What Happened To Those Secret Service Texts?

January 6th Hearing

The Secret Service deleted texts from January 5 and 6 2021. Here’s what we know.

The National Archives and Records Administration requested on July 19 that the Secret Service investigate the erasure of some of its records from the day of the Capitol riot. This came as the agency notified the House committee investigating the attack that it hadn’t found any new messages relating to events that day.

“We received a letter today that did provide us with a lot of documents and some data. However, we did not receive the additional text messages that we were looking for,” Rep. Stephanie Murphy, a member of the committee, told MSNBC.

There’s been heightened interest in the actions of Secret Service personnel on the day of the Capitol Riot ever since the explosive testimony provided to the Jan. 6 panel by Cassidy Hutchinson, an aide to former Trump White House chief of staff Mark Meadows. Hutchinson maintained that when Trump was told he couldn’t return to the Capitol after his rally that day, he attempted to take control of the vehicle he was in with Secret Service agent Robert Engel, who he “lunged” at with his other hand.

According to CNN, the Secret Service has provided just one text exchange to the DHS inspector general, who in June 2021 asked for all records of all messages sent from December 7, 2020 to January 8, 2021 between 24 personnel.

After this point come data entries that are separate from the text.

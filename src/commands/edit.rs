//! The `edit` command: admin edits of another member's profile.

use std::sync::Arc;

use async_trait::async_trait;

use crate::cmd::util::to_mention;
use crate::cmd::{Command, Context, Handler, HandlerResult, OptionSchema, Reply, util};
use crate::store::Store;

use super::{mention_to_id, require_admin};

pub(crate) fn command(store: Arc<dyn Store>) -> Command {
    Command::new(
        "edit",
        "Set properties of another user's profile",
        vec![
            OptionSchema::new("user", "the mention of the user to edit", util::MENTION, true),
            OptionSchema::new("name", "the user's full name", util::NAME, false),
            OptionSchema::new("email", "the user's email address", util::EMAIL, false),
            OptionSchema::new("program", "the user's program of study", util::ANY, false),
            OptionSchema::new("position", "the user's position or role", util::ANY, false),
        ],
        Box::new(EditHandler { store }),
    )
}

struct EditHandler {
    store: Arc<dyn Store>,
}

#[async_trait]
impl Handler for EditHandler {
    async fn handle(&self, ctx: &Context<'_>) -> HandlerResult {
        require_admin(ctx)?;
        let id = mention_to_id(ctx.option("user").unwrap_or_default())?;
        // Unlike `set`, the target must already be known to the bot.
        let mut member = self.store.member(id)?;
        let mut changed = false;

        if let Some(name) = ctx.option("name") {
            member.name = name.to_string();
            changed = true;
        }
        if let Some(email) = ctx.option("email") {
            member.email = email.to_string();
            changed = true;
        }
        if let Some(program) = ctx.option("program") {
            member.program = program.to_string();
            changed = true;
        }
        if let Some(position) = ctx.option("position") {
            member.position = position.to_string();
            changed = true;
        }

        if !changed {
            return Ok(Reply::text(format!(
                "Nothing to update. See `{} help command={{edit}}`",
                ctx.address
            )));
        }

        self.store.update_member(&member)?;
        Ok(
            Reply::text(format!("{}'s information has been updated", to_mention(id)))
                .with_attachment(member.attachment()),
        )
    }
}
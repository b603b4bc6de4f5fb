//! The `admins` command.

use std::sync::Arc;

use async_trait::async_trait;

use crate::cmd::util::to_mention;
use crate::cmd::{Command, Context, Handler, HandlerResult, Reply};
use crate::store::Store;

pub(crate) fn command(store: Arc<dyn Store>) -> Command {
    Command::new(
        "admins",
        "List all admins",
        Vec::new(),
        Box::new(AdminsHandler { store }),
    )
}

struct AdminsHandler {
    store: Arc<dyn Store>,
}

#[async_trait]
impl Handler for AdminsHandler {
    async fn handle(&self, _ctx: &Context<'_>) -> HandlerResult {
        let admins = self.store.admins();
        if admins.is_empty() {
            return Ok(Reply::text("There are currently no admins"));
        }
        let lines: Vec<String> = admins
            .into_iter()
            .map(|m| {
                if m.name.is_empty() {
                    to_mention(&m.id)
                } else {
                    m.name
                }
            })
            .collect();
        Ok(Reply::text(lines.join("\n")))
    }
}
//! Reply payloads handed back to the chat-delivery layer.

/// Semantic severity of an attachment, carrying the chat palette color.
#[derive(Debug, Clone, Copy, PartialEq, Eq)]
pub enum Color {
    Good,
    Warning,
    Danger,
    Neutral,
}

impl Color {
    /// Hex color understood by the chat platform.
    pub fn hex(self) -> &'static str {
        match self {
            Self::Good => "#36a64f",
            Self::Warning => "#daa038",
            Self::Danger => "#a30200",
            Self::Neutral => "#e5e7ea",
        }
    }
}

/// A rich block attached to a reply.
#[derive(Debug, Clone)]
pub struct Attachment {
    pub title: Option<String>,
    pub text: String,
    pub color: Color,
}

impl Attachment {
    pub fn new(title: impl Into<String>, text: impl Into<String>, color: Color) -> Self {
        Self {
            title: Some(title.into()),
            text: text.into(),
            color,
        }
    }

    /// An attachment with no title line.
    pub fn untitled(text: impl Into<String>, color: Color) -> Self {
        Self {
            title: None,
            text: text.into(),
            color,
        }
    }
}

/// What a handler sends back: plain text plus optional attachments.
#[derive(Debug, Clone, Default)]
pub struct Reply {
    pub text: String,
    pub attachments: Vec<Attachment>,
}

impl Reply {
    /// A plain-text reply with no attachments.
    pub fn text(text: impl Into<String>) -> Self {
        Self {
            text: text.into(),
            attachments: Vec::new(),
        }
    }

    /// Append an attachment.
    pub fn with_attachment(mut self, attachment: Attachment) -> Self {
        self.attachments.push(attachment);
        self
    }
}
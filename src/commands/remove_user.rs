//! The `remove-user` command.

use std::sync::Arc;

use async_trait::async_trait;

use crate::cmd::util::to_mention;
use crate::cmd::{Command, Context, Handler, HandlerResult, OptionSchema, Reply, util};
use crate::store::Store;

use super::{mention_to_id, require_admin};

pub(crate) fn command(store: Arc<dyn Store>) -> Command {
    Command::new(
        "remove-user",
        "Remove a user from a team",
        vec![
            OptionSchema::new(
                "user",
                "the mention of the user to remove",
                util::MENTION,
                true,
            ),
            OptionSchema::new(
                "team",
                "the name of the team to remove the user from",
                util::TEAM_NAME,
                true,
            ),
        ],
        Box::new(RemoveUserHandler { store }),
    )
}

struct RemoveUserHandler {
    store: Arc<dyn Store>,
}

#[async_trait]
impl Handler for RemoveUserHandler {
    async fn handle(&self, ctx: &Context<'_>) -> HandlerResult {
        require_admin(ctx)?;
        let id = mention_to_id(ctx.option("user").unwrap_or_default())?;
        let team = ctx.option("team").unwrap_or_default();
        self.store.remove_from_team(team, id)?;
        Ok(Reply::text(format!(
            "{} was removed from `{team}` team :tada:",
            to_mention(id)
        )))
    }
}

Last week, it was reported by The Intercept that the Secret Service deleted texts from January 5 and 6 2021 after the Department of Homeland Security’s internal watchdog requested them.

The revelation was made in a letter on July 13 from Inspector General Joseph Cuffari to congressional committees, in which Cuffari explained that many of the messages from those dates had been “erased as part of a device replacement program.”

“The (DHS) notified us that many U.S. Secret Service… text messages from January 5 and 6 2021 were erased as part of a device replacement program,” Cuffari wrote. “The USSS erased those messages after (the inspector general) requested records of electronic communications from USSS, as part of our evaluation of events at the Capitol on January 6.”

According to NBC, Cuffri added that DHS personnel had informed inspectors repeatedly that “they were not permitted to provide records directly” to the watchdog, and that agency attorneys must review the records first.

“This review led to weeks-long delays in OIG obtaining records and created confusion over whether all records had been produced,” he said.

Secret Service spokesman Anthony Guglielmi has reportedly described Cuffri’s claims as “categorically false,” adding that the agency has cooperated fully with the inspector general. According to Guglielmi, the text messages were lost before they were requested as part of a “pre-planned” system migration in January 2021 that involved returning mobile phones to factory settings.

“The insinuation that the Secret Service maliciously deleted text messages following a request is false,” Guglielmi said per NBC. “In fact, the Secret Service has been fully cooperating with the OIG in every respect — whether it be interviews, documents, emails, or texts.”